[Saved entries]
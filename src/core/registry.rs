//! # Service Registry - 싱글톤 의존성 주입 시스템
//!
//! 백엔드 전역의 서비스/리포지토리 싱글톤을 관리하는 DI 컨테이너입니다.
//! Spring Framework의 ApplicationContext가 하는 일을 Rust의 타입 시스템 위에서
//! 재현한 것으로, `#[service]` / `#[repository]` 매크로와 한 쌍으로 동작합니다.
//!
//! ## 동작 원리
//!
//! ```text
//! 1. 컴파일 타임
//!    ├─ #[service] 매크로 → ServiceRegistration 생성
//!    ├─ #[repository] 매크로 → RepositoryRegistration 생성
//!    └─ inventory::collect! → 전역 레지스트리에 등록
//!
//! 2. 런타임 초기화 (main.rs)
//!    ├─ Database, RedisClient 등 인프라 컴포넌트를 ServiceLocator::set()으로 등록
//!    └─ ServiceLocator::initialize_all() → 모든 컴포넌트 조기 생성
//!
//! 3. 의존성 주입
//!    ├─ Arc<T> 필드 감지 → ServiceLocator::get::<T>() 호출
//!    ├─ 타입 이름 분석 → 등록된 컴포넌트 검색 (O(1) 캐시)
//!    └─ 인스턴스 생성 및 캐싱 → 이후 요청은 캐시된 인스턴스 반환
//! ```
//!
//! ## 사용 예제
//!
//! ```rust,ignore
//! #[service(name = "tour")]
//! struct TourService {
//!     tour_repo: Arc<TourRepository>,   // 자동 주입
//! }
//!
//! #[repository(name = "tour", collection = "tours")]
//! struct TourRepository {
//!     db: Arc<Database>,
//!     redis: Arc<RedisClient>,
//! }
//!
//! let tour_service = TourService::instance(); // 항상 동일한 인스턴스
//! ```
//!
//! 순환 참조는 초기화 중 타입 추적으로 감지하여 즉시 패닉시킵니다.
//! 미등록 타입 요청도 명확한 메시지와 함께 패닉시켜 조기에 발견되게 합니다.

use std::any::{Any, TypeId};
use std::collections::{HashMap, HashSet};
use std::sync::{Arc, RwLock};
use async_trait::async_trait;
use once_cell::sync::Lazy;
use crate::utils::display_terminal::{
    print_boxed_title, print_cache_initialized, print_final_summary, print_step_complete,
    print_step_start, print_sub_task,
};

/// 비즈니스 로직 서비스를 위한 공통 인터페이스
///
/// 모든 `#[service]` 매크로가 적용된 구조체가 이 trait을 자동 구현합니다.
#[async_trait]
pub trait Service: Send + Sync {
    /// 서비스의 고유 이름을 반환합니다.
    fn name(&self) -> &str;

    /// 서비스 초기화 로직을 수행합니다.
    ///
    /// 서비스가 처음 생성된 후 호출되며, 필요한 초기 설정 작업을 수행합니다.
    async fn init(&self) -> Result<(), Box<dyn std::error::Error>>;
}

/// 데이터 액세스 리포지토리를 위한 공통 인터페이스
///
/// 모든 `#[repository]` 매크로가 적용된 구조체가 이 trait을 자동 구현합니다.
#[async_trait]
pub trait Repository: Send + Sync {
    /// 리포지토리의 고유 이름을 반환합니다.
    fn name(&self) -> &str;

    /// 연결된 MongoDB 컬렉션의 이름을 반환합니다.
    fn collection_name(&self) -> &str;

    /// 리포지토리 초기화 로직을 수행합니다.
    async fn init(&self) -> Result<(), Box<dyn std::error::Error>>;
}

/// 서비스 등록 정보
///
/// `#[service]` 매크로에 의해 자동 생성되는 등록 메타데이터입니다.
/// `inventory` 크레이트를 통해 컴파일 타임에 수집됩니다.
pub struct ServiceRegistration {
    /// 서비스의 고유 이름 (검색 키로 사용)
    pub name: &'static str,
    /// 인스턴스 생성 함수 (지연 초기화에 사용)
    pub constructor: fn() -> Box<dyn Any + Send + Sync>,
}

/// 리포지토리 등록 정보
///
/// `#[repository]` 매크로에 의해 자동 생성되는 등록 메타데이터입니다.
pub struct RepositoryRegistration {
    /// 리포지토리의 고유 이름 (검색 키로 사용)
    pub name: &'static str,
    /// 인스턴스 생성 함수 (지연 초기화에 사용)
    pub constructor: fn() -> Box<dyn Any + Send + Sync>,
}

// inventory를 통한 자동 수집 설정
inventory::collect!(ServiceRegistration);
inventory::collect!(RepositoryRegistration);

/// 서비스 이름 → 등록정보 매핑 캐시
/// 첫 접근 시 한 번만 구성되며, 이후 O(1) 조회 제공
static SERVICE_NAME_CACHE: Lazy<HashMap<String, &'static ServiceRegistration>> = Lazy::new(|| {
    let mut cache = HashMap::new();

    for registration in inventory::iter::<ServiceRegistration>() {
        let clean_name = extract_clean_name_static(registration.name);
        cache.insert(clean_name, registration);
    }

    print_cache_initialized("Service", cache.len());
    cache
});

/// 리포지토리 이름 → 등록정보 매핑 캐시
static REPOSITORY_NAME_CACHE: Lazy<HashMap<String, &'static RepositoryRegistration>> =
    Lazy::new(|| {
        let mut cache = HashMap::new();

        for registration in inventory::iter::<RepositoryRegistration>() {
            let clean_name = extract_clean_name_static(registration.name);
            cache.insert(clean_name, registration);
        }

        print_cache_initialized("Repository", cache.len());
        cache
    });

/// 등록된 이름에서 접미사를 제거하여 정규화합니다
///
/// 매크로에서 생성되는 등록 이름은 `tour_service`, `tour_repository` 형태이므로,
/// 이를 `tour`로 정규화하여 타입 이름과 매칭합니다.
fn extract_clean_name_static(name: &str) -> String {
    if name.ends_with("_service") {
        name[..name.len() - 8].to_string()
    } else if name.ends_with("_repository") {
        name[..name.len() - 11].to_string()
    } else {
        name.to_string()
    }
}

/// 싱글톤 의존성 주입 컨테이너
///
/// 전체 DI 시스템의 핵심입니다. 각 타입당 정확히 하나의 인스턴스만 생성하고,
/// `RwLock` 기반의 인스턴스 맵으로 동시성 안전성을 보장합니다.
pub struct ServiceLocator {
    /// 생성된 인스턴스들의 캐시 (`TypeId` → 인스턴스)
    instances: RwLock<HashMap<TypeId, Arc<dyn Any + Send + Sync>>>,
    /// 현재 초기화 중인 타입들 (순환 참조 방지용)
    initializing: RwLock<HashSet<TypeId>>,
}

impl ServiceLocator {
    /// 새로운 ServiceLocator 인스턴스를 생성합니다.
    /// 전역 Lazy static에서만 호출됩니다.
    fn new() -> Self {
        Self {
            instances: RwLock::new(HashMap::new()),
            initializing: RwLock::new(HashSet::new()),
        }
    }

    /// 지정된 타입의 싱글톤 인스턴스를 가져옵니다.
    ///
    /// 1. 인스턴스 캐시 확인 (O(1))
    /// 2. 순환 참조 검사 (초기화 중인 타입이면 패닉)
    /// 3. 타입 이름 분석 (`TourService` → `tour`)
    /// 4. 레지스트리 검색 후 생성자 호출
    /// 5. 생성된 인스턴스 캐싱
    ///
    /// # Panics
    ///
    /// * 순환 참조 감지 시
    /// * 레지스트리에 등록되지 않은 타입 요청 시
    /// * 등록된 타입과 요청 타입이 다른 경우
    pub fn get<T: 'static + Send + Sync>() -> Arc<T> {
        let type_id = TypeId::of::<T>();
        let type_name = std::any::type_name::<T>();

        // 이미 생성된 인스턴스 확인
        {
            let instances = LOCATOR.instances.read().unwrap();
            if let Some(instance) = instances.get(&type_id) {
                return instance
                    .clone()
                    .downcast::<T>()
                    .expect("Type mismatch in ServiceLocator");
            }
        }

        // 현재 초기화 중인지 확인 (순환 참조 방지)
        {
            let initializing = LOCATOR.initializing.read().unwrap();
            if initializing.contains(&type_id) {
                eprintln!("❌ Circular dependency detected for type: {}", type_name);
                panic!(
                    "Circular dependency detected: {} is already being initialized",
                    type_name
                );
            }
        }
        // 초기화 중임을 표시
        {
            let mut initializing = LOCATOR.initializing.write().unwrap();
            initializing.insert(type_id);
        }

        // 인스턴스 생성 시도
        let result = std::panic::catch_unwind(|| {
            let mut instances = LOCATOR.instances.write().unwrap();

            // 더블 체크
            if let Some(instance) = instances.get(&type_id) {
                return instance
                    .clone()
                    .downcast::<T>()
                    .expect("Type mismatch in ServiceLocator");
            }

            // 타입 이름에서 실제 타입 이름 추출
            let clean_type_name = Self::extract_clean_type_name(type_name);

            // 리포지토리 찾기
            if clean_type_name.contains("Repository") {
                // "TourRepository" -> "tour"
                let entity_name = clean_type_name
                    .strip_suffix("Repository")
                    .unwrap_or(&clean_type_name)
                    .to_lowercase();

                if let Some(registration) = REPOSITORY_NAME_CACHE.get(&entity_name) {
                    let boxed_instance = (registration.constructor)();

                    if let Ok(arc_instance) = boxed_instance.downcast::<Arc<T>>() {
                        let instance = (*arc_instance).clone();
                        instances.insert(type_id, instance.clone() as Arc<dyn Any + Send + Sync>);
                        return instance;
                    } else {
                        panic!("Type mismatch for repository: {}", registration.name);
                    }
                } else {
                    panic!("No repository found for entity: {}", entity_name);
                }
            }

            // 서비스 찾기
            if clean_type_name.contains("Service") {
                // "TourService" -> "tour"
                let entity_name = clean_type_name
                    .strip_suffix("Service")
                    .unwrap_or(&clean_type_name)
                    .to_lowercase();

                if let Some(registration) = SERVICE_NAME_CACHE.get(&entity_name) {
                    let boxed_instance = (registration.constructor)();

                    if let Ok(arc_instance) = boxed_instance.downcast::<Arc<T>>() {
                        let instance = (*arc_instance).clone();
                        instances.insert(type_id, instance.clone() as Arc<dyn Any + Send + Sync>);
                        return instance;
                    } else {
                        panic!("Type mismatch for service: {}", registration.name);
                    }
                } else {
                    panic!("No service found for entity: {}", entity_name);
                }
            }

            // 매칭 실패
            panic!(
                "Service not found: {}. Make sure it's registered with #[service] or #[repository] macro, or manually registered with ServiceLocator::set()",
                type_name
            );
        });

        // 초기화 완료 표시
        {
            let mut initializing = LOCATOR.initializing.write().unwrap();
            initializing.remove(&type_id);
        }

        match result {
            Ok(instance) => instance,
            Err(e) => {
                // 초기화 실패 시에도 초기화 중 플래그 제거
                let mut initializing = LOCATOR.initializing.write().unwrap();
                initializing.remove(&type_id);

                eprintln!("ERROR: Failed to create instance for {}: {:?}", type_name, e);
                panic!("Failed to create instance for {}", type_name);
            }
        }
    }

    /// 타입 이름에서 실제 타입 이름을 추출합니다.
    ///
    /// `std::any::type_name::<T>()`는 전체 모듈 경로를 포함하므로
    /// (예: `tour_booking_backend::services::TourService`),
    /// 마지막 세그먼트만 추출하여 매칭에 사용합니다.
    fn extract_clean_type_name(type_name: &str) -> String {
        if let Some(pos) = type_name.rfind("::") {
            type_name[pos + 2..].to_string()
        } else {
            type_name.to_string()
        }
    }

    /// 외부에서 생성된 인스턴스를 직접 등록합니다.
    ///
    /// 매크로로 관리되지 않는 인프라 컴포넌트(Database, RedisClient 등)를
    /// main.rs에서 수동으로 등록할 때 사용됩니다. 의존성 순서에 주의해야 합니다:
    ///
    /// ```rust,ignore
    /// // 1. 인프라 먼저 등록
    /// ServiceLocator::set(database);
    /// ServiceLocator::set(redis_client);
    ///
    /// // 2. 애플리케이션 컴포넌트 초기화
    /// ServiceLocator::initialize_all().await?;
    /// ```
    pub fn set<T: 'static + Send + Sync>(instance: Arc<T>) {
        let type_id = TypeId::of::<T>();
        let type_name = std::any::type_name::<T>();
        let clean_name = Self::extract_clean_type_name(type_name);

        println!("📦 Registering: {}", clean_name);

        let mut instances = LOCATOR.instances.write().unwrap();
        instances.insert(type_id, instance as Arc<dyn Any + Send + Sync>);
    }

    /// 모든 서비스와 리포지토리를 초기화합니다.
    ///
    /// 애플리케이션 시작 시 호출되어 등록된 모든 컴포넌트의 인스턴스를
    /// 미리 생성합니다. 데이터 계층(Repository)이 비즈니스 계층(Service)보다
    /// 먼저 초기화됩니다.
    pub async fn initialize_all() -> Result<(), Box<dyn std::error::Error>> {
        print_boxed_title("🔄 INITIALIZING SERVICE REGISTRY");

        // 1단계: 리포지토리 생성
        let repo_registrations: Vec<_> = inventory::iter::<RepositoryRegistration>().collect();
        let repo_count = repo_registrations.len();

        if repo_count > 0 {
            print_step_start(1, "Creating Repository instances");

            for registration in repo_registrations {
                print_sub_task(registration.name, "Creating...");
                let _boxed_instance = (registration.constructor)();
                print_sub_task(registration.name, "✓ Created");
            }

            print_step_complete(1, "Repository instances created", repo_count);
        }

        // 2단계: 서비스 생성
        let service_registrations: Vec<_> = inventory::iter::<ServiceRegistration>().collect();
        let service_count = service_registrations.len();

        if service_count > 0 {
            print_step_start(2, "Creating Service instances");

            for registration in service_registrations {
                print_sub_task(registration.name, "Creating...");
                let _boxed_instance = (registration.constructor)();
                print_sub_task(registration.name, "✓ Created");
            }

            print_step_complete(2, "Service instances created", service_count);
        }

        print_final_summary(repo_count, service_count);

        Ok(())
    }
}

/// 전역 서비스 로케이터 인스턴스
///
/// 애플리케이션 전체에서 사용되는 유일한 ServiceLocator 인스턴스입니다.
static LOCATOR: Lazy<ServiceLocator> = Lazy::new(ServiceLocator::new);
//! 리뷰 응답 DTO

use mongodb::bson::DateTime;
use serde::{Deserialize, Serialize};

use crate::domain::entities::reviews::review::Review;

/// 리뷰 응답 DTO
#[derive(Debug, Clone, Serialize, Deserialize)]
pub struct ReviewResponse {
    pub id: String,
    pub review: String,
    pub rating: f64,
    /// 대상 투어 ID (hex)
    pub tour: String,
    /// 작성자 ID (hex)
    pub user: String,
    pub created_at: DateTime,
    pub updated_at: DateTime,
}

impl From<Review> for ReviewResponse {
    fn from(review: Review) -> Self {
        Self {
            id: review.id.map(|id| id.to_hex()).unwrap_or_default(),
            review: review.review,
            rating: review.rating,
            tour: review.tour.to_hex(),
            user: review.user.to_hex(),
            created_at: review.created_at,
            updated_at: review.updated_at,
        }
    }
}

- [PROBLEM TO WORK ON]:
Check each line above for the string "메타데이터입니다" and show the ones that have it.

- [SOLUTION FOR THIS EXERCISE]:
/// `#[service]` 매크로에 의해 자동 생성되는 등록 메타데이터입니다.
/// `#[repository]` 매크로에 의해 자동 생성되는 등록 메타데이터입니다.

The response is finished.